_Exercise goal_: Below are several records. Retype exactly those lines running from the one with "by an earlier" through the one with "children of a node", end lines included, and no others.

*** Supplied data ***

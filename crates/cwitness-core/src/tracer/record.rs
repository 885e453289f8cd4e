/*!
# Trace Records

One JSON object per observation, written by the instrumented program to
`stderr`. Three record shapes exist: a call to an error function, the
completion of an expression statement, and a branch decision.

The live values are not encoded separately. The `assumption` field carries
one `%d` directive per captured variable, and the `fprintf` call that prints
the record passes the variables as its extra arguments, so the C runtime
substitutes the values into the JSON text while writing it.

A `%` in the rendered source text is not escaped. `fprintf` would read a
literal percent sign in a statement as another directive; the instrumenter
logs a warning when that happens.
*/

use serde::{Deserialize, Serialize};

use crate::errors::Result;

use super::access::AccessSet;

/// Which way a branch went
#[derive(Debug, Clone, Copy, PartialEq, Eq, Serialize, Deserialize)]
#[serde(rename_all = "kebab-case")]
pub enum Control {
    ConditionTrue,
    ConditionFalse,
}

/// The call site of an error function was reached
#[derive(Debug, Clone, PartialEq, Eq, Serialize, Deserialize)]
pub struct ErrorCallRecord {
    pub sourcecode: String,
    pub startline: usize,
    pub endline: usize,
}

/// An expression statement completed
#[derive(Debug, Clone, PartialEq, Eq, Serialize, Deserialize)]
pub struct StatementRecord {
    pub sourcecode: String,
    pub startline: usize,
    pub endline: usize,
    #[serde(default, skip_serializing_if = "Option::is_none")]
    pub assumption: Option<String>,
    #[serde(
        default,
        rename = "assumption.scope",
        skip_serializing_if = "Option::is_none"
    )]
    pub assumption_scope: Option<String>,
}

/// A branch or loop condition was decided
#[derive(Debug, Clone, PartialEq, Eq, Serialize, Deserialize)]
pub struct BranchRecord {
    pub sourcecode: String,
    pub startline: usize,
    pub endline: usize,
    pub control: Control,
    #[serde(default, skip_serializing_if = "Option::is_none")]
    pub assumption: Option<String>,
    #[serde(
        default,
        rename = "assumption.scope",
        skip_serializing_if = "Option::is_none"
    )]
    pub assumption_scope: Option<String>,
}

#[derive(Debug, Clone, PartialEq, Eq, Serialize)]
#[serde(untagged)]
pub enum TraceRecord {
    ErrorCall(ErrorCallRecord),
    Statement(StatementRecord),
    Branch(BranchRecord),
}

impl TraceRecord {
    pub fn error_call(source_text: &str, startline: usize, endline: usize) -> Self {
        Self::ErrorCall(ErrorCallRecord {
            sourcecode: html_escape(source_text),
            startline,
            endline,
        })
    }

    pub fn statement(
        source_text: &str,
        startline: usize,
        endline: usize,
        captures: &AccessSet,
        scope: &[String],
    ) -> Self {
        let (assumption, assumption_scope) = assumption_fields(captures, scope);
        Self::Statement(StatementRecord {
            sourcecode: html_escape(source_text),
            startline,
            endline,
            assumption,
            assumption_scope,
        })
    }

    /// `condition` is rendered as `[cond]`, or `[!(cond)]` for the false branch.
    pub fn branch(
        condition: &str,
        control: Control,
        startline: usize,
        endline: usize,
        captures: &AccessSet,
        scope: &[String],
    ) -> Self {
        let rendered = match control {
            Control::ConditionTrue => format!("[{condition}]"),
            Control::ConditionFalse => format!("[!({condition})]"),
        };
        let (assumption, assumption_scope) = assumption_fields(captures, scope);
        Self::Branch(BranchRecord {
            sourcecode: html_escape(&rendered),
            startline,
            endline,
            control,
            assumption,
            assumption_scope,
        })
    }

    pub fn sourcecode(&self) -> &str {
        match self {
            Self::ErrorCall(r) => &r.sourcecode,
            Self::Statement(r) => &r.sourcecode,
            Self::Branch(r) => &r.sourcecode,
        }
    }
}

fn assumption_fields(captures: &AccessSet, scope: &[String]) -> (Option<String>, Option<String>) {
    if captures.is_empty() {
        return (None, None);
    }
    let clauses: String = captures.iter().map(|var| format!("{var} == (%d);")).collect();
    (Some(clauses), Some(scope.join(".")))
}

/// Render `record` as a C statement that prints it, one line, to `stderr`.
pub fn render(record: &TraceRecord, captures: &AccessSet) -> Result<String> {
    let json = serde_json::to_string(record)?;
    let arguments: String = captures.iter().map(|var| format!(", {var}")).collect();
    Ok(format!(
        "\nfprintf(stderr, \"{}\\n\"{arguments});\n",
        c_string_body(&json)
    ))
}

fn c_string_body(text: &str) -> String {
    let mut escaped = String::with_capacity(text.len() + 16);
    for c in text.chars() {
        match c {
            '\\' => escaped.push_str("\\\\"),
            '"' => escaped.push_str("\\\""),
            '\n' => escaped.push_str("\\n"),
            other => escaped.push(other),
        }
    }
    escaped
}

/// Escape markup-sensitive characters the way the witness consumer expects.
pub fn html_escape(text: &str) -> String {
    let mut escaped = String::with_capacity(text.len());
    for c in text.chars() {
        match c {
            '&' => escaped.push_str("&amp;"),
            '<' => escaped.push_str("&lt;"),
            '>' => escaped.push_str("&gt;"),
            '"' => escaped.push_str("&quot;"),
            '\'' => escaped.push_str("&#x27;"),
            other => escaped.push(other),
        }
    }
    escaped
}
/*!
# Visitor Composition

Several independent analyses walk the same tree in a single depth-first,
left-to-right pass. At every node each analysis gets its `enter` hook in
declared order; if any of them answers `Flow::Skip` the whole composition
leaves that subtree alone. `leave` hooks run for every entered node, skipped
or not, in the same declared order.

Analyses never talk to each other through return values. They share one
mutable context `C` passed to every hook, so state written by an earlier
analysis (the location cursor, say) is visible to later ones at the same node.
*/

use crate::errors::Result;
use crate::syntax::SyntaxNode;

/// Whether the traversal should descend into the children of a node
#[derive(Debug, Clone, Copy, PartialEq, Eq)]
pub enum Flow {
    Descend,
    Skip,
}

/// One analysis taking part in a traversal
pub trait Visitor<N: SyntaxNode, C> {
    fn enter(&mut self, node: N, cx: &mut C) -> Result<Flow>;

    fn leave(&mut self, node: N, cx: &mut C) -> Result<()> {
        let _ = (node, cx);
        Ok(())
    }
}

enum Step<N> {
    Enter(N),
    Leave(N),
}

/// Walk `root` with every visitor in `visitors`, sharing `cx`.
///
/// The first error from any hook aborts the walk.
pub fn walk<N: SyntaxNode, C>(
    root: N,
    visitors: &mut [&mut dyn Visitor<N, C>],
    cx: &mut C,
) -> Result<()> {
    let mut stack = vec![Step::Enter(root)];

    while let Some(step) = stack.pop() {
        match step {
            Step::Enter(node) => {
                let mut flow = Flow::Descend;
                for visitor in visitors.iter_mut() {
                    if visitor.enter(node, cx)? == Flow::Skip {
                        flow = Flow::Skip;
                    }
                }

                stack.push(Step::Leave(node));
                if flow == Flow::Descend {
                    stack.extend(node.children().into_iter().rev().map(Step::Enter));
                }
            }
            Step::Leave(node) => {
                for visitor in visitors.iter_mut() {
                    visitor.leave(node, cx)?;
                }
            }
        }
    }

    Ok(())
}

/// Walk `root` with a single visitor
pub fn walk_one<'v, N, C, V>(root: N, visitor: &'v mut V, cx: &mut C) -> Result<()>
where
    N: SyntaxNode,
    V: Visitor<N, C> + 'v,
{
    walk(root, &mut [visitor as &mut (dyn Visitor<N, C> + 'v)], cx)
}

#[cfg(test)]
mod tests {
    use super::*;
    use crate::syntax::testing::{FakeNode, FakeTree};

    /// Records `+kind` on entry and `-kind` on exit
    struct Recorder {
        name: &'static str,
        skip: Option<&'static str>,
    }

    impl<'t> Visitor<FakeNode<'t>, Vec<String>> for Recorder {
        fn enter(&mut self, node: FakeNode<'t>, cx: &mut Vec<String>) -> Result<Flow> {
            cx.push(format!("{}+{}", self.name, node.kind()));
            if self.skip == Some(node.kind()) {
                return Ok(Flow::Skip);
            }
            Ok(Flow::Descend)
        }

        fn leave(&mut self, node: FakeNode<'t>, cx: &mut Vec<String>) -> Result<()> {
            cx.push(format!("{}-{}", self.name, node.kind()));
            Ok(())
        }
    }

    fn sample_tree() -> (FakeTree, usize) {
        let mut tree = FakeTree::new();
        let a = tree.add("a", (0, 0), (0, 1), vec![]);
        let b = tree.add("b", (0, 2), (0, 3), vec![]);
        let inner = tree.add("inner", (0, 2), (0, 5), vec![b]);
        let root = tree.add("root", (0, 0), (0, 5), vec![a, inner]);
        (tree, root)
    }

    #[test]
    fn test_pre_and_post_order() {
        let (tree, root) = sample_tree();
        let mut log = Vec::new();
        let mut recorder = Recorder {
            name: "r",
            skip: None,
        };
        walk_one(tree.node(root), &mut recorder, &mut log).unwrap();

        assert_eq!(
            log,
            vec!["r+root", "r+a", "r-a", "r+inner", "r+b", "r-b", "r-inner", "r-root"]
        );
    }

    #[test]
    fn test_skip_applies_to_whole_composition() {
        let (tree, root) = sample_tree();
        let mut log = Vec::new();
        let mut first = Recorder {
            name: "x",
            skip: None,
        };
        let mut second = Recorder {
            name: "y",
            skip: Some("inner"),
        };
        let mut visitors: [&mut dyn Visitor<FakeNode<'_>, Vec<String>>; 2] = [&mut first, &mut second];
        walk(tree.node(root), &mut visitors, &mut log).unwrap();

        assert!(log.contains(&"x+inner".to_string()));
        assert!(log.contains(&"x-inner".to_string()));
        assert!(!log.iter().any(|entry| entry.ends_with("+b")));

        let enter_x = log.iter().position(|e| e == "x+root").unwrap();
        let enter_y = log.iter().position(|e| e == "y+root").unwrap();
        assert!(enter_x < enter_y);
    }
}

***

_Finished task_:
mutable context `C` passed to every hook, so state written by an earlier
analysis (the location cursor, say) is visible to later ones at the same node.
*/

use crate::errors::Result;
use crate::syntax::SyntaxNode;

/// Whether the traversal should descend into the children of a node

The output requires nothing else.